━━━━━ STORED DATA

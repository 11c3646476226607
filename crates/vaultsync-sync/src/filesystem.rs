//! Local vault adapter (secondary/driven adapter)
//!
//! Implements [`ILocalVault`] on top of `tokio::fs`, resolving
//! vault-relative paths against a root directory.
//!
//! ## Design Decisions
//!
//! - **Atomic writes**: content goes to a sibling temp file that is renamed
//!   over the target, so a crash never leaves a half-written note.
//! - **Modification time**: after a write the file's mtime is set to the
//!   remote value (via `filetime`), so re-indexing right after a download
//!   reports the same timestamp the remote snapshot holds.
//! - **Creation time**: not settable on Linux; it is left to the
//!   filesystem.

use std::io::ErrorKind;
use std::path::{Path, PathBuf};
use std::time::SystemTime;

use anyhow::{Context, Result};
use chrono::{DateTime, Utc};
use filetime::FileTime;
use tracing::{debug, instrument, warn};

use vaultsync_core::domain::EntryKind;
use vaultsync_core::ports::{FileTimes, ILocalVault, VaultListing, VaultStat};

/// Suffix of in-flight writes; matched by the default ignore pattern
const TEMP_SUFFIX: &str = ".vaultsync-tmp";

/// Adapter bridging the [`ILocalVault`] port to a directory on disk
#[derive(Debug, Clone)]
pub struct LocalVaultAdapter {
    root: PathBuf,
}

impl LocalVaultAdapter {
    pub fn new(root: impl Into<PathBuf>) -> Self {
        Self { root: root.into() }
    }

    /// The vault root directory
    pub fn root(&self) -> &Path {
        &self.root
    }

    /// Absolute location of a vault-relative path (`""` is the root)
    pub fn resolve(&self, path: &str) -> PathBuf {
        let mut resolved = self.root.clone();
        for segment in path.split('/').filter(|s| !s.is_empty()) {
            resolved.push(segment);
        }
        resolved
    }
}

fn to_utc(time: std::io::Result<SystemTime>) -> Option<DateTime<Utc>> {
    time.ok().map(DateTime::<Utc>::from)
}

fn child_path(parent: &str, name: &str) -> String {
    if parent.is_empty() {
        name.to_string()
    } else {
        format!("{parent}/{name}")
    }
}

#[async_trait::async_trait]
impl ILocalVault for LocalVaultAdapter {
    #[instrument(skip(self))]
    async fn list(&self, path: &str) -> Result<VaultListing> {
        let dir = self.resolve(path);
        let mut entries = tokio::fs::read_dir(&dir)
            .await
            .with_context(|| format!("Failed to list {}", dir.display()))?;

        let mut listing = VaultListing::default();
        while let Some(entry) = entries.next_entry().await? {
            let Some(name) = entry.file_name().to_str().map(str::to_string) else {
                warn!(path = %entry.path().display(), "Skipping entry with non UTF-8 name");
                continue;
            };
            let metadata = match tokio::fs::metadata(entry.path()).await {
                Ok(m) => m,
                // Dangling symlink or removed while listing
                Err(e) if e.kind() == ErrorKind::NotFound => continue,
                Err(e) => return Err(e.into()),
            };
            if metadata.is_dir() {
                listing.folders.push(child_path(path, &name));
            } else if metadata.is_file() {
                listing.files.push(child_path(path, &name));
            }
        }

        debug!(
            files = listing.files.len(),
            folders = listing.folders.len(),
            "listed folder"
        );
        Ok(listing)
    }

    async fn stat(&self, path: &str) -> Result<Option<VaultStat>> {
        let metadata = match tokio::fs::metadata(self.resolve(path)).await {
            Ok(m) => m,
            Err(e) if e.kind() == ErrorKind::NotFound => return Ok(None),
            Err(e) => return Err(e).with_context(|| format!("Failed to stat {path}")),
        };

        let modified_at = to_utc(metadata.modified()).unwrap_or_else(Utc::now);
        let created_at = to_utc(metadata.created()).unwrap_or(modified_at);
        let kind = if metadata.is_dir() {
            EntryKind::Folder
        } else {
            EntryKind::File
        };

        Ok(Some(VaultStat {
            kind,
            created_at,
            modified_at,
            size: if metadata.is_dir() { 0 } else { metadata.len() },
        }))
    }

    async fn exists(&self, path: &str) -> Result<bool> {
        Ok(tokio::fs::try_exists(self.resolve(path)).await?)
    }

    #[instrument(skip(self))]
    async fn create_folder(&self, path: &str) -> Result<()> {
        let target = self.resolve(path);
        tokio::fs::create_dir_all(&target)
            .await
            .with_context(|| format!("Failed to create folder {}", target.display()))?;
        debug!("folder created");
        Ok(())
    }

    #[instrument(skip(self, data, times), fields(bytes = data.len()))]
    async fn write_binary(&self, path: &str, data: &[u8], times: FileTimes) -> Result<()> {
        let target = self.resolve(path);

        if let Some(parent) = target.parent() {
            tokio::fs::create_dir_all(parent).await?;
        }

        // Same directory, so the rename stays on one filesystem.
        let tmp_path = {
            let mut p = target.as_os_str().to_owned();
            p.push(TEMP_SUFFIX);
            PathBuf::from(p)
        };

        tokio::fs::write(&tmp_path, data)
            .await
            .with_context(|| format!("Failed to write {}", tmp_path.display()))?;
        tokio::fs::rename(&tmp_path, &target)
            .await
            .with_context(|| format!("Failed to move {} into place", target.display()))?;

        if let Some(modified_at) = times.modified_at {
            let mtime = FileTime::from_unix_time(
                modified_at.timestamp(),
                modified_at.timestamp_subsec_nanos(),
            );
            let target = target.clone();
            tokio::task::spawn_blocking(move || filetime::set_file_times(&target, mtime, mtime))
                .await?
                .with_context(|| format!("Failed to set modification time of {path}"))?;
        }

        debug!("write complete");
        Ok(())
    }

    async fn read_binary(&self, path: &str) -> Result<Vec<u8>> {
        tokio::fs::read(self.resolve(path))
            .await
            .with_context(|| format!("Failed to read {path}"))
    }

    #[instrument(skip(self))]
    async fn remove(&self, path: &str) -> Result<()> {
        let target = self.resolve(path);
        let metadata = match tokio::fs::symlink_metadata(&target).await {
            Ok(m) => m,
            Err(e) if e.kind() == ErrorKind::NotFound => {
                debug!("already absent");
                return Ok(());
            }
            Err(e) => return Err(e.into()),
        };

        if metadata.is_dir() {
            tokio::fs::remove_dir_all(&target).await?;
        } else {
            tokio::fs::remove_file(&target).await?;
        }
        debug!("removed");
        Ok(())
    }
}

━━━━━━━━━━

■ PROBLEM TO WORK ON
Print, from the entries above, the line with "impl ILocalVault for", the line with "created_at = to_utc(metadata.created()).unwrap_or(modified_at);" and all lines between them, exactly and with nothing else.

■ TASK RESULT
impl ILocalVault for LocalVaultAdapter {
    #[instrument(skip(self))]
    async fn list(&self, path: &str) -> Result<VaultListing> {
        let dir = self.resolve(path);
        let mut entries = tokio::fs::read_dir(&dir)
            .await
            .with_context(|| format!("Failed to list {}", dir.display()))?;

        let mut listing = VaultListing::default();
        while let Some(entry) = entries.next_entry().await? {
            let Some(name) = entry.file_name().to_str().map(str::to_string) else {
                warn!(path = %entry.path().display(), "Skipping entry with non UTF-8 name");
                continue;
            };
            let metadata = match tokio::fs::metadata(entry.path()).await {
                Ok(m) => m,
                // Dangling symlink or removed while listing
                Err(e) if e.kind() == ErrorKind::NotFound => continue,
                Err(e) => return Err(e.into()),
            };
            if metadata.is_dir() {
                listing.folders.push(child_path(path, &name));
            } else if metadata.is_file() {
                listing.files.push(child_path(path, &name));
            }
        }

        debug!(
            files = listing.files.len(),
            folders = listing.folders.len(),
            "listed folder"
        );
        Ok(listing)
    }

    async fn stat(&self, path: &str) -> Result<Option<VaultStat>> {
        let metadata = match tokio::fs::metadata(self.resolve(path)).await {
            Ok(m) => m,
            Err(e) if e.kind() == ErrorKind::NotFound => return Ok(None),
            Err(e) => return Err(e).with_context(|| format!("Failed to stat {path}")),
        };

        let modified_at = to_utc(metadata.modified()).unwrap_or_else(Utc::now);
        let created_at = to_utc(metadata.created()).unwrap_or(modified_at);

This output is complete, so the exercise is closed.